Hawaiian Goose

2007 Schools Wikipedia Selection. Related subjects: Birds

iHawaiian Goose

Conservation status

Vulnerable (VU)
Scientific classification
Kingdom: Animalia
Phylum: Chordata
Class: Aves
Order: Anseriformes
Family: Anatidae
Genus: Branta
Species: B. sandvicensis
Binomial name
Branta sandvicensis
( Vigors, 1833)

The Hawaiian Goose or Nēnē, Branta sandvicensis, is a species of goose endemic to the Hawaiian Islands. It shares a recent common ancestor with Branta canadensis, the Canada Goose. The official bird of the State of Hawai‘i, the Nēnē is exclusively found in the wild of the islands of Maui, Kaua‘i and Hawai‘i. A larger, extinct and possibly flightless species, the Nēnē-nui (Branta hylobadistes) was present in prehistoric times on Maui; related, but hitherto undescribed forms also occurred on Kaua‘i and O‘ahu, and there was a gigantic, flightless relative on the island of Hawai‘i.

The Nēnē gets its Hawaiian name from its soft call.

The species has a black head, buff cheeks and heavily furrowed neck. Bill, legs and feet are black. The young birds are as the male but duller brown and with less demarcation between the colors of the head and neck, and striping and barring effects are much reduced. Bill, legs and feet as for the adult.

The female Hawaiian Goose is similar to the male in coloring but slightly smaller.
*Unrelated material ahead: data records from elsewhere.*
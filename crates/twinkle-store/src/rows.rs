//! Column decoding helpers shared by the CRUD modules.

use chrono::{DateTime, Utc};
use twinkle_shared::{ConversationId, MessageId, UserId};

use crate::error::Result;

/// Wrap a decode failure for column `idx` the way rusqlite reports them.
pub(crate) fn bad_column<E>(idx: usize, err: E) -> rusqlite::Error
where
    E: std::error::Error + Send + Sync + 'static,
{
    rusqlite::Error::FromSqlConversionFailure(idx, rusqlite::types::Type::Text, Box::new(err))
}

pub(crate) fn user_id(row: &rusqlite::Row<'_>, idx: usize) -> rusqlite::Result<UserId> {
    let raw: String = row.get(idx)?;
    UserId::parse(&raw).map_err(|e| bad_column(idx, e))
}

pub(crate) fn conversation_id(
    row: &rusqlite::Row<'_>,
    idx: usize,
) -> rusqlite::Result<ConversationId> {
    let raw: String = row.get(idx)?;
    ConversationId::parse(&raw).map_err(|e| bad_column(idx, e))
}

pub(crate) fn message_id(row: &rusqlite::Row<'_>, idx: usize) -> rusqlite::Result<MessageId> {
    let raw: String = row.get(idx)?;
    MessageId::parse(&raw).map_err(|e| bad_column(idx, e))
}

pub(crate) fn millis(row: &rusqlite::Row<'_>, idx: usize) -> rusqlite::Result<DateTime<Utc>> {
    let ms: i64 = row.get(idx)?;
    DateTime::from_timestamp_millis(ms).ok_or(rusqlite::Error::IntegralValueOutOfRange(idx, ms))
}

/// Drain a row iterator, logging and skipping rows that fail to decode.
///
/// A single malformed record must never hide the rest of a listing; real
/// database errors still abort.
pub(crate) fn collect_lenient<T, I>(rows: I, kind: &'static str) -> Result<Vec<T>>
where
    I: Iterator<Item = rusqlite::Result<T>>,
{
    let mut out = Vec::new();
    for row in rows {
        match row {
            Ok(item) => out.push(item),
            Err(
                e @ (rusqlite::Error::FromSqlConversionFailure(..)
                | rusqlite::Error::IntegralValueOutOfRange(..)
                | rusqlite::Error::InvalidColumnType(..)),
            ) => {
                tracing::warn!(kind, error = %e, "skipping malformed record");
            }
            Err(e) => return Err(e.into()),
        }
    }
    Ok(out)
}
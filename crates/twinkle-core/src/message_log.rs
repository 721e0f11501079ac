//! Message Log: the ordered messages of one conversation, and sending.

use chrono::Utc;
use twinkle_shared::notify::NewMessageNotice;
use twinkle_shared::{ConversationId, MessageId, UserId};
use twinkle_store::{ChangeEvent, Database, Message, StoreError};

use crate::dispatch;
use crate::error::{SendError, SubscriptionError};
use crate::session::{lock_db, Session};
use crate::subscription::{LiveQuery, Subscription};

pub struct MessageLog<'s> {
    session: &'s Session,
}

impl<'s> MessageLog<'s> {
    pub(crate) fn new(session: &'s Session) -> Self {
        Self { session }
    }

    /// Live, timestamp-ordered messages of `conversation`.
    ///
    /// A session holds one message view at a time: subscribing again
    /// cancels the previous view before the new one is returned.
    pub async fn subscribe(
        &self,
        conversation: &ConversationId,
    ) -> Result<Subscription<Message>, SubscriptionError> {
        if !conversation.involves(self.session.user_id()) {
            return Err(SubscriptionError::NotParticipant(conversation.to_string()));
        }

        let query = MessagesQuery {
            conversation: conversation.clone(),
        };
        self.session
            .registry
            .replace_message_view(&self.session.db, query, self.session.buffer)
    }

    /// Send `text` from the session user to `receiver` under a fresh id.
    ///
    /// Empty text is the caller's concern and is not checked here.
    pub async fn send(&self, text: &str, receiver: &UserId) -> Result<Message, SendError> {
        self.send_with_id(MessageId::new(), text, receiver).await
    }

    /// Send with a caller-chosen id. Retrying with the same id after an
    /// ambiguous failure never stores the message twice.
    pub async fn send_with_id(
        &self,
        id: MessageId,
        text: &str,
        receiver: &UserId,
    ) -> Result<Message, SendError> {
        let sender = self.session.user();
        let message = Message::new(
            id,
            sender.id,
            &sender.display_name,
            receiver.clone(),
            text,
            Utc::now(),
        );

        let metadata = {
            let db = lock_db(&self.session.db);
            db.append_message(&message).map_err(|e| match e {
                StoreError::Conflict(_) => SendError::Duplicate(id),
                other => SendError::Append(other),
            })?;
            db.record_last_message(&message)
        };

        // The message is durable from here on, so the receiver is notified
        // whatever happened to the conversation metadata.
        dispatch::spawn_message_created(
            self.session.dispatcher.clone(),
            NewMessageNotice {
                conversation_id: message.conversation_id.clone(),
                message_id: message.id,
            },
        );

        if let Err(source) = metadata {
            tracing::warn!(
                message = %message.id,
                conversation = %message.conversation_id,
                error = %source,
                "message stored without conversation update"
            );
            return Err(SendError::ConversationUpdate {
                message_id: message.id,
                source,
            });
        }

        tracing::debug!(
            message = %message.id,
            conversation = %message.conversation_id,
            "message sent"
        );
        Ok(message)
    }
}

struct MessagesQuery {
    conversation: ConversationId,
}

impl LiveQuery for MessagesQuery {
    type Item = Message;

    fn is_relevant(&self, change: &ChangeEvent) -> bool {
        matches!(change, ChangeEvent::Messages(id) if id == &self.conversation)
    }

    fn load(&mut self, db: &Database) -> twinkle_store::Result<Vec<Message>> {
        db.list_messages(&self.conversation)
    }
}
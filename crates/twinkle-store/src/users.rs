//! CRUD operations for [`User`] records.

use chrono::{DateTime, Utc};
use rusqlite::params;
use twinkle_shared::UserId;

use crate::changes::ChangeEvent;
use crate::database::Database;
use crate::error::{Result, StoreError};
use crate::models::{truncate_millis, ProfileUpdate, User};
use crate::rows;

const USER_COLUMNS: &str =
    "id, email, display_name, is_online, last_seen, push_token, photo_url";

impl Database {
    // ------------------------------------------------------------------
    // Create
    // ------------------------------------------------------------------

    /// Insert a new user profile. Fails with [`StoreError::Conflict`] if the
    /// id is taken: identifiers are immutable and never reassigned.
    pub fn create_user(&self, user: &User) -> Result<()> {
        insert_user(self.conn(), user)?;
        self.publish(ChangeEvent::User(user.id.clone()));
        Ok(())
    }

    // ------------------------------------------------------------------
    // Read
    // ------------------------------------------------------------------

    pub fn get_user(&self, id: &UserId) -> Result<User> {
        self.conn()
            .query_row(
                &format!("SELECT {USER_COLUMNS} FROM users WHERE id = ?1"),
                params![id.as_str()],
                row_to_user,
            )
            .map_err(StoreError::from_lookup)
    }

    /// Every user except `excluding`, ordered by display name. Used to
    /// offer "start a new conversation" targets.
    pub fn list_users_except(&self, excluding: &UserId) -> Result<Vec<User>> {
        let mut stmt = self.conn().prepare(&format!(
            "SELECT {USER_COLUMNS} FROM users
             WHERE id != ?1
             ORDER BY display_name COLLATE NOCASE ASC, id ASC"
        ))?;

        let rows = stmt.query_map(params![excluding.as_str()], row_to_user)?;
        rows::collect_lenient(rows, "user")
    }

    // ------------------------------------------------------------------
    // Update (field-level merges only)
    // ------------------------------------------------------------------

    /// Set the presence flag and stamp `last_seen` in one write.
    pub fn set_presence(&self, id: &UserId, online: bool, at: DateTime<Utc>) -> Result<()> {
        let affected = self.conn().execute(
            "UPDATE users SET is_online = ?1, last_seen = ?2 WHERE id = ?3",
            params![online, truncate_millis(at).timestamp_millis(), id.as_str()],
        )?;
        self.finish_user_update(id, affected)
    }

    pub fn set_push_token(&self, id: &UserId, token: &str) -> Result<()> {
        let affected = self.conn().execute(
            "UPDATE users SET push_token = ?1 WHERE id = ?2",
            params![token, id.as_str()],
        )?;
        self.finish_user_update(id, affected)
    }

    /// Forget the device token (stale token reported by the push gateway,
    /// or the device signed out).
    ///
    /// When `only_if` is given the token is cleared only if it still holds
    /// that value, so a token refreshed in the meantime survives. Returns
    /// whether a token was removed.
    pub fn clear_push_token(&self, id: &UserId, only_if: Option<&str>) -> Result<bool> {
        let affected = match only_if {
            Some(expected) => self.conn().execute(
                "UPDATE users SET push_token = NULL WHERE id = ?1 AND push_token = ?2",
                params![id.as_str(), expected],
            )?,
            None => self.conn().execute(
                "UPDATE users SET push_token = NULL WHERE id = ?1 AND push_token IS NOT NULL",
                params![id.as_str()],
            )?,
        };
        if affected > 0 {
            self.publish(ChangeEvent::User(id.clone()));
        }
        Ok(affected > 0)
    }

    pub fn update_profile(&self, id: &UserId, update: &ProfileUpdate) -> Result<()> {
        let affected = self.conn().execute(
            "UPDATE users
             SET display_name = COALESCE(?1, display_name),
                 photo_url    = COALESCE(?2, photo_url)
             WHERE id = ?3",
            params![update.display_name, update.photo_url, id.as_str()],
        )?;
        self.finish_user_update(id, affected)
    }

    fn finish_user_update(&self, id: &UserId, affected: usize) -> Result<()> {
        if affected == 0 {
            return Err(StoreError::NotFound);
        }
        self.publish(ChangeEvent::User(id.clone()));
        Ok(())
    }
}

// ---------------------------------------------------------------------------
// Helpers
// ---------------------------------------------------------------------------

pub(crate) fn insert_user(conn: &rusqlite::Connection, user: &User) -> Result<()> {
    conn.execute(
        "INSERT INTO users (id, email, display_name, is_online, last_seen, push_token, photo_url)
         VALUES (?1, ?2, ?3, ?4, ?5, ?6, ?7)",
        params![
            user.id.as_str(),
            user.email,
            user.display_name,
            user.is_online,
            user.last_seen.timestamp_millis(),
            user.push_token,
            user.photo_url,
        ],
    )
    .map_err(|e| StoreError::from_write(e, "user id already exists"))?;
    Ok(())
}

/// Map a `rusqlite::Row` to a [`User`].
fn row_to_user(row: &rusqlite::Row<'_>) -> rusqlite::Result<User> {
    Ok(User {
        id: rows::user_id(row, 0)?,
        email: row.get(1)?,
        display_name: row.get(2)?,
        is_online: row.get(3)?,
        last_seen: rows::millis(row, 4)?,
        push_token: row.get(5)?,
        photo_url: row.get(6)?,
    })
}
use std::fmt;

use serde::Serialize;
use thiserror::Error;
use twinkle_shared::MessageId;
use twinkle_store::StoreError;

/// Why an identity operation failed.
#[derive(Debug, Clone, Copy, PartialEq, Eq, Serialize)]
#[serde(rename_all = "snake_case")]
pub enum AuthErrorReason {
    InvalidCredentials,
    DuplicateAccount,
    SessionExpired,
    InvalidEmail,
    WeakPassword,
    /// The store or the local preference file could not be reached.
    Unavailable,
}

impl fmt::Display for AuthErrorReason {
    fn fmt(&self, f: &mut fmt::Formatter<'_>) -> fmt::Result {
        let s = match self {
            AuthErrorReason::InvalidCredentials => "invalid credentials",
            AuthErrorReason::DuplicateAccount => "account already exists",
            AuthErrorReason::SessionExpired => "session expired",
            AuthErrorReason::InvalidEmail => "invalid email address",
            AuthErrorReason::WeakPassword => "password too weak",
            AuthErrorReason::Unavailable => "identity service unavailable",
        };
        f.write_str(s)
    }
}

/// Single error kind for sign-in, sign-up, restore and sign-out,
/// distinguished by [`AuthErrorReason`].
#[derive(Debug, Error)]
#[error("{reason}: {message}")]
pub struct AuthError {
    pub reason: AuthErrorReason,
    pub message: String,
    #[source]
    source: Option<Box<dyn std::error::Error + Send + Sync>>,
}

impl AuthError {
    pub fn new(reason: AuthErrorReason, message: impl Into<String>) -> Self {
        Self {
            reason,
            message: message.into(),
            source: None,
        }
    }

    pub fn unavailable<E>(err: E) -> Self
    where
        E: std::error::Error + Send + Sync + 'static,
    {
        Self {
            reason: AuthErrorReason::Unavailable,
            message: err.to_string(),
            source: Some(Box::new(err)),
        }
    }

    pub fn is(&self, reason: AuthErrorReason) -> bool {
        self.reason == reason
    }
}

#[derive(Debug, Error)]
pub enum SendError {
    /// A message with this id was already appended; nothing was written.
    #[error("Duplicate message id {0}")]
    Duplicate(MessageId),

    #[error("Failed to append message: {0}")]
    Append(#[source] StoreError),

    /// The message is durable but the conversation metadata was not
    /// updated. The receiver's counter can be repaired by recomputation.
    #[error("Message {message_id} stored but conversation update failed: {source}")]
    ConversationUpdate {
        message_id: MessageId,
        #[source]
        source: StoreError,
    },
}

#[derive(Debug, Error)]
pub enum SyncError {
    /// The read-flag batch failed; no message changed state.
    #[error("Failed to mark messages read: {0}")]
    Batch(#[source] StoreError),

    /// Messages were flagged but the counter still holds its old value.
    #[error("Marked {flipped} message(s) read but counter reset failed: {source}")]
    CounterReset {
        flipped: usize,
        #[source]
        source: StoreError,
    },

    #[error("Failed to recompute unread counter: {0}")]
    Recompute(#[source] StoreError),

    #[error("Failed to read unread counter: {0}")]
    Counter(#[source] StoreError),
}

#[derive(Debug, Error)]
pub enum SubscriptionError {
    #[error("Session is closed")]
    SessionClosed,

    #[error("Not a participant of conversation {0}")]
    NotParticipant(String),

    #[error("Failed to load initial view: {0}")]
    InitialLoad(#[source] StoreError),
}

#[derive(Debug, Error)]
pub enum DispatchError {
    #[error("HTTP error: {0}")]
    Http(#[from] reqwest::Error),

    #[error("Notifier responded {0}")]
    Status(u16),
}

#[derive(Debug, Error)]
pub enum PreferencesError {
    #[error("IO error: {0}")]
    Io(#[from] std::io::Error),

    #[error("Invalid preferences file: {0}")]
    Json(#[from] serde_json::Error),
}

/// Failure to assemble the client core from configuration.
#[derive(Debug, Error)]
pub enum OpenError {
    #[error(transparent)]
    Store(#[from] StoreError),

    #[error(transparent)]
    Preferences(#[from] PreferencesError),

    #[error(transparent)]
    Dispatch(#[from] DispatchError),
}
Its strong toes have much reduced webbing, an adaptation to the lava flows on which it breeds. It mates on land unlike most other wildfowl.

This is the world's rarest goose. Once common, hunting and introduced predators such as mongooses, pigs, and cats reduced the population to 30 birds by 1952. However, this species breeds well in captivity, and has been successfully re-introduced so in 2004 it was estimated that there were 500 birds in the wild (and good numbers in wildfowl collections).